Only lines that contain the word "failed" are to be returned from the data below.

--- Supplied material ---
[Start of Attachment]
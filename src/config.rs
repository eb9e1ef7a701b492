use anyhow::{bail, Result};

/// Environment-driven configuration. Every token is read once at startup;
/// missing *required* values for the selected mode fail before any side
/// effects (the only condition under which a run exits non-zero).
#[derive(Debug, Clone)]
pub struct Config {
    pub github_token: Option<String>,
    pub gemini_api_key: Option<String>,
    pub catalog_url: Option<String>,
    pub catalog_key: Option<String>,
    pub gcp_project: Option<String>,
    pub gcp_access_token: Option<String>,
}

fn env_non_empty(key: &str) -> Option<String> {
    match std::env::var(key) {
        Ok(v) if !v.trim().is_empty() => Some(v),
        _ => None,
    }
}

impl Config {
    pub fn from_env() -> Self {
        Self {
            github_token: Self::github_token(),
            gemini_api_key: env_non_empty("GEMINI_API_KEY"),
            catalog_url: env_non_empty("CATALOG_URL"),
            catalog_key: env_non_empty("CATALOG_KEY"),
            gcp_project: env_non_empty("GCP_PROJECT"),
            gcp_access_token: env_non_empty("GCP_ACCESS_TOKEN"),
        }
    }

    /// GitHub token from environment or the gh CLI.
    pub fn github_token() -> Option<String> {
        if let Some(token) = env_non_empty("GITHUB_TOKEN") {
            return Some(token);
        }
        if let Some(token) = env_non_empty("GH_TOKEN") {
            return Some(token);
        }
        if let Ok(output) = std::process::Command::new("gh")
            .args(["auth", "token"])
            .output()
        {
            if output.status.success() {
                let token = String::from_utf8_lossy(&output.stdout).trim().to_string();
                if !token.is_empty() {
                    return Some(token);
                }
            }
        }
        None
    }

    /// Catalog store credentials are required by every mode.
    pub fn require_catalog(&self) -> Result<(&str, &str)> {
        match (&self.catalog_url, &self.catalog_key) {
            (Some(url), Some(key)) => Ok((url.as_str(), key.as_str())),
            _ => bail!("CATALOG_URL and CATALOG_KEY must be set"),
        }
    }

    /// Enrichment cannot run without a classification backend.
    pub fn require_gemini(&self) -> Result<&str> {
        self.gemini_api_key
            .as_deref()
            .ok_or_else(|| anyhow::anyhow!("GEMINI_API_KEY must be set for enrichment"))
    }

    /// Bulk-dataset discovery needs a project and an access token.
    pub fn require_bigquery(&self) -> Result<(&str, &str)> {
        match (&self.gcp_project, &self.gcp_access_token) {
            (Some(p), Some(t)) => Ok((p.as_str(), t.as_str())),
            _ => bail!("GCP_PROJECT and GCP_ACCESS_TOKEN must be set for bulk-dataset discovery"),
        }
    }
}
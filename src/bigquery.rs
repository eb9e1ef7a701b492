//! Bulk-dataset discoverer over the public GitHub corpus in BigQuery.
//!
//! Finds repos by marker file paths (SKILL.md at the root, .cursorrules,
//! mcp.json) in the `github_repos.files` table. Every query dry-runs first;
//! anything above the byte ceiling is skipped with a warning rather than
//! billed.

use std::collections::HashSet;

use anyhow::{Context, Result};
use serde_json::json;

use crate::fetcher::HttpFetcher;
use crate::types::{ArtifactType, Candidate};

/// Processed-bytes ceiling per query. `github_repos.files` is multi-TB if
/// scanned naively.
const MAX_QUERY_BYTES: u64 = 20 * 1024 * 1024 * 1024;

const QUERY_TIMEOUT_MS: u64 = 60_000;
const MAX_ROWS: u64 = 1000;

/// (SQL, type label) pairs run in discover mode.
pub fn default_dataset_queries() -> Vec<(String, ArtifactType)> {
    vec![
        (
            marker_query("SKILL.md"),
            ArtifactType::Skill,
        ),
        (
            marker_query(".cursorrules"),
            ArtifactType::RuleSet,
        ),
        (
            marker_query("mcp.json"),
            ArtifactType::McpServer,
        ),
    ]
}

fn marker_query(filename: &str) -> String {
    format!(
        "SELECT DISTINCT repo_name FROM `bigquery-public-data.github_repos.files` \
         WHERE path = '{}' LIMIT {}",
        filename, MAX_ROWS
    )
}

pub struct DatasetClient {
    fetcher: HttpFetcher,
    project: String,
    access_token: String,
}

impl DatasetClient {
    pub fn new(fetcher: HttpFetcher, project: &str, access_token: &str) -> Self {
        Self {
            fetcher,
            project: project.to_string(),
            access_token: access_token.to_string(),
        }
    }

    fn endpoint(&self) -> String {
        format!(
            "https://bigquery.googleapis.com/bigquery/v2/projects/{}/queries",
            self.project
        )
    }

    async fn run(&self, body: &serde_json::Value) -> Result<serde_json::Value> {
        let auth = format!("Bearer {}", self.access_token);
        let headers: Vec<(&str, &str)> = vec![("Authorization", auth.as_str())];
        self.fetcher
            .post_json(&self.endpoint(), &headers, body)
            .await
            .context("dataset query failed")
    }

    /// Dry-run cost estimate in bytes processed.
    pub async fn estimate_bytes(&self, sql: &str) -> Result<u64> {
        let body = json!({
            "query": sql,
            "useLegacySql": false,
            "dryRun": true,
        });
        let value = self.run(&body).await?;
        let bytes = value
            .get("totalBytesProcessed")
            .and_then(|v| v.as_str())
            .and_then(|s| s.parse::<u64>().ok())
            .unwrap_or(0);
        Ok(bytes)
    }

    /// Run one marker query; skips (empty result, warning) when the dry-run
    /// estimate is over the ceiling.
    pub async fn search(
        &self,
        sql: &str,
        hint: ArtifactType,
        seen: &mut HashSet<String>,
    ) -> Result<Vec<Candidate>> {
        let bytes = self.estimate_bytes(sql).await?;
        if bytes > MAX_QUERY_BYTES {
            eprintln!(
                "  \x1b[33m..\x1b[0m dataset query would scan {:.1} GB (ceiling {:.0} GB), skipping",
                bytes as f64 / 1e9,
                MAX_QUERY_BYTES as f64 / 1e9
            );
            return Ok(Vec::new());
        }

        let body = json!({
            "query": sql,
            "useLegacySql": false,
            "timeoutMs": QUERY_TIMEOUT_MS,
            "maxResults": MAX_ROWS,
        });
        let value = self.run(&body).await?;
        Ok(rows_to_candidates(&value, hint, seen))
    }
}

/// BigQuery rows come back as `{rows: [{f: [{v: "..."}]}]}`; the first field
/// of each row is the repo name.
fn rows_to_candidates(
    value: &serde_json::Value,
    hint: ArtifactType,
    seen: &mut HashSet<String>,
) -> Vec<Candidate> {
    let mut out = Vec::new();
    let Some(rows) = value.get("rows").and_then(|r| r.as_array()) else {
        return out;
    };
    for row in rows {
        let Some(name) = row
            .get("f")
            .and_then(|f| f.as_array())
            .and_then(|f| f.first())
            .and_then(|cell| cell.get("v"))
            .and_then(|v| v.as_str())
        else {
            continue;
        };
        if !name.contains('/') {
            continue;
        }
        if seen.insert(crate::types::canonical_repo_id(name)) {
            out.push(Candidate::new(name, hint));
        }
    }
    out
}

#[cfg(test)]
mod tests {
    use super::*;

    #[test]
    fn test_rows_to_candidates() {
        let value = serde_json::json!({
            "rows": [
                {"f": [{"v": "owner/repo-a"}]},
                {"f": [{"v": "owner/repo-a"}]},
                {"f": [{"v": "not-a-repo"}]},
                {"f": [{"v": "Other/Repo-B"}]},
            ]
        });
        let mut seen = HashSet::new();
        let out = rows_to_candidates(&value, ArtifactType::Skill, &mut seen);
        assert_eq!(out.len(), 2);
        assert_eq!(out[0].repo_id, "owner/repo-a");
        assert_eq!(out[1].canonical_id(), "other/repo-b");
    }

    #[test]
    fn test_rows_missing_is_empty() {
        let mut seen = HashSet::new();
        let out = rows_to_candidates(&serde_json::json!({}), ArtifactType::Skill, &mut seen);
        assert!(out.is_empty());
    }

    #[test]
    fn test_marker_queries_are_bounded() {
        for (sql, _) in default_dataset_queries() {
            assert!(sql.contains("LIMIT"));
            assert!(sql.contains("github_repos.files"));
        }
    }
}
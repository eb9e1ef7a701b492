//! Social-mention collectors (Reddit, Hacker News) and the aggregation that
//! turns raw mentions into vibe-score inputs.
//!
//! Both collectors are best-effort: a failed or rate-limited search yields an
//! empty set, never an error, since mentions only modulate a score.

use std::collections::HashSet;

use chrono::{DateTime, TimeZone, Utc};
use serde::Deserialize;

use crate::fetcher::HttpFetcher;
use crate::score::VibeInputs;
use crate::types::Mention;

#[derive(Debug, Deserialize)]
struct RedditListing {
    data: RedditListingData,
}

#[derive(Debug, Deserialize)]
struct RedditListingData {
    #[serde(default)]
    children: Vec<RedditChild>,
}

#[derive(Debug, Deserialize)]
struct RedditChild {
    data: RedditPost,
}

#[derive(Debug, Deserialize)]
struct RedditPost {
    id: String,
    title: String,
    permalink: String,
    #[serde(default)]
    score: i64,
    #[serde(default)]
    num_comments: i64,
    #[serde(default)]
    created_utc: f64,
}

#[derive(Debug, Deserialize)]
struct HnSearchResponse {
    #[serde(default)]
    hits: Vec<HnHit>,
}

#[derive(Debug, Deserialize)]
struct HnHit {
    #[serde(rename = "objectID")]
    object_id: String,
    title: Option<String>,
    url: Option<String>,
    #[serde(default)]
    points: i64,
    #[serde(default)]
    num_comments: i64,
    created_at: Option<String>,
}

pub struct MentionClient {
    fetcher: HttpFetcher,
}

impl MentionClient {
    pub fn new(fetcher: HttpFetcher) -> Self {
        Self { fetcher }
    }

    /// Collect mentions of one repo across all sources, deduplicated on
    /// (source, external_id).
    pub async fn collect(&self, repo_id: &str) -> Vec<Mention> {
        let mut out = Vec::new();
        out.extend(self.search_reddit(repo_id).await);
        out.extend(self.search_hn(repo_id).await);

        let mut seen = HashSet::new();
        out.retain(|m| seen.insert((m.source.clone(), m.external_id.clone())));
        out
    }

    async fn search_reddit(&self, repo_id: &str) -> Vec<Mention> {
        let url = format!(
            "https://www.reddit.com/search.json?q=%22{}%22&sort=new&limit=50",
            repo_id.replace('/', "%2F")
        );
        let value = match self.fetcher.get_json(&url, &[]).await {
            Ok(v) => v,
            Err(e) => {
                eprintln!("  \x1b[33m..\x1b[0m reddit search for {} skipped: {}", repo_id, e);
                return Vec::new();
            }
        };
        let Ok(listing) = serde_json::from_value::<RedditListing>(value) else {
            return Vec::new();
        };
        listing
            .data
            .children
            .into_iter()
            .filter_map(|c| {
                let p = c.data;
                let posted_at = Utc.timestamp_opt(p.created_utc as i64, 0).single()?;
                Some(Mention {
                    source: "reddit".into(),
                    external_id: p.id,
                    repo_id: crate::types::canonical_repo_id(repo_id),
                    sentiment: Some(sentiment(&p.title)),
                    title: p.title,
                    url: format!("https://www.reddit.com{}", p.permalink),
                    score: p.score,
                    comments: p.num_comments,
                    posted_at,
                })
            })
            .collect()
    }

    async fn search_hn(&self, repo_id: &str) -> Vec<Mention> {
        let name = repo_id.split('/').nth(1).unwrap_or(repo_id);
        let url = format!(
            "https://hn.algolia.com/api/v1/search?query=%22{}%22&tags=story",
            name
        );
        let value = match self.fetcher.get_json(&url, &[]).await {
            Ok(v) => v,
            Err(e) => {
                eprintln!("  \x1b[33m..\x1b[0m hn search for {} skipped: {}", repo_id, e);
                return Vec::new();
            }
        };
        let Ok(response) = serde_json::from_value::<HnSearchResponse>(value) else {
            return Vec::new();
        };
        let needle = name.to_lowercase();
        response
            .hits
            .into_iter()
            .filter_map(|hit| {
                let title = hit.title.unwrap_or_default();
                let url = hit.url.unwrap_or_default();
                // Algolia matches loosely; keep only hits that actually name
                // the repo.
                if !title.to_lowercase().contains(&needle)
                    && !url.to_lowercase().contains(&needle)
                {
                    return None;
                }
                let posted_at = hit
                    .created_at
                    .as_deref()
                    .and_then(|s| DateTime::parse_from_rfc3339(s).ok())
                    .map(|t| t.with_timezone(&Utc))?;
                Some(Mention {
                    source: "hackernews".into(),
                    external_id: hit.object_id,
                    repo_id: crate::types::canonical_repo_id(repo_id),
                    sentiment: Some(sentiment(&title)),
                    title,
                    url,
                    score: hit.points,
                    comments: hit.num_comments,
                    posted_at,
                })
            })
            .collect()
    }
}

const POSITIVE_WORDS: &[&str] = &[
    "great", "awesome", "amazing", "excellent", "love", "best", "fantastic",
    "useful", "solid", "impressive", "recommend", "powerful", "fast", "clean",
    "favorite", "brilliant",
];

const NEGATIVE_WORDS: &[&str] = &[
    "bad", "broken", "awful", "terrible", "worst", "hate", "slow", "buggy",
    "useless", "disappointing", "avoid", "scam", "bloated", "abandoned",
    "insecure", "unmaintained",
];

/// Lexicon sentiment in [-1, 1]: (positive - negative) hits over total hits.
/// No hits at all is neutral.
pub fn sentiment(text: &str) -> f64 {
    let mut pos = 0i32;
    let mut neg = 0i32;
    for word in text
        .split(|c: char| !c.is_alphanumeric())
        .filter(|w| !w.is_empty())
    {
        let w = word.to_lowercase();
        if POSITIVE_WORDS.contains(&w.as_str()) {
            pos += 1;
        } else if NEGATIVE_WORDS.contains(&w.as_str()) {
            neg += 1;
        }
    }
    if pos + neg == 0 {
        return 0.0;
    }
    f64::from(pos - neg) / f64::from(pos + neg)
}

/// Fold a repo's mentions plus its registry downloads into scoring inputs.
pub fn aggregate(mentions: &[Mention], downloads: u64, now: DateTime<Utc>) -> VibeInputs {
    let mut m7 = 0u64;
    let mut m30 = 0u64;
    let mut score_sum = 0i64;
    let mut sent_sum = 0.0;
    let mut sent_n = 0u64;

    for m in mentions {
        let age_days = (now - m.posted_at).num_days();
        if age_days <= 7 {
            m7 += 1;
        }
        if age_days <= 30 {
            m30 += 1;
        }
        score_sum += m.score.max(0);
        if let Some(s) = m.sentiment {
            sent_sum += s;
            sent_n += 1;
        }
    }

    let avg_score = if mentions.is_empty() {
        0.0
    } else {
        score_sum as f64 / mentions.len() as f64
    };
    let avg_sentiment = if sent_n > 0 {
        Some(sent_sum / sent_n as f64)
    } else {
        None
    };

    VibeInputs {
        downloads,
        mentions_7d: m7,
        mentions_30d: m30,
        avg_score,
        avg_sentiment,
    }
}

#[cfg(test)]
mod tests {
    use super::*;
    use chrono::Duration;

    fn mention(id: &str, days_ago: i64, score: i64, sentiment: Option<f64>) -> Mention {
        Mention {
            source: "reddit".into(),
            external_id: id.into(),
            repo_id: "a/b".into(),
            title: "t".into(),
            url: "u".into(),
            score,
            comments: 0,
            sentiment,
            posted_at: Utc::now() - Duration::days(days_ago),
        }
    }

    #[test]
    fn test_sentiment_lexicon() {
        assert!(sentiment("this tool is awesome and fast") > 0.9);
        assert!(sentiment("broken, buggy and abandoned") < -0.9);
        assert_eq!(sentiment("a neutral announcement"), 0.0);
        // Mixed signals cancel
        assert_eq!(sentiment("great but buggy"), 0.0);
    }

    #[test]
    fn test_aggregate_windows() {
        let now = Utc::now();
        let mentions = vec![
            mention("a", 2, 100, Some(0.5)),
            mention("b", 20, 50, Some(0.3)),
            mention("c", 60, 30, None),
        ];
        let inputs = aggregate(&mentions, 500, now);
        assert_eq!(inputs.mentions_7d, 1);
        assert_eq!(inputs.mentions_30d, 2);
        assert_eq!(inputs.downloads, 500);
        assert!((inputs.avg_score - 60.0).abs() < 1e-9);
        assert!((inputs.avg_sentiment.unwrap() - 0.4).abs() < 1e-9);
    }

    #[test]
    fn test_aggregate_empty() {
        let inputs = aggregate(&[], 0, Utc::now());
        assert_eq!(inputs.mentions_7d, 0);
        assert_eq!(inputs.avg_score, 0.0);
        assert!(inputs.avg_sentiment.is_none());
    }
}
[End of Attachment]
--- Response box ---
            .context("dataset query failed")
//! Both collectors are best-effort: a failed or rate-limited search yields an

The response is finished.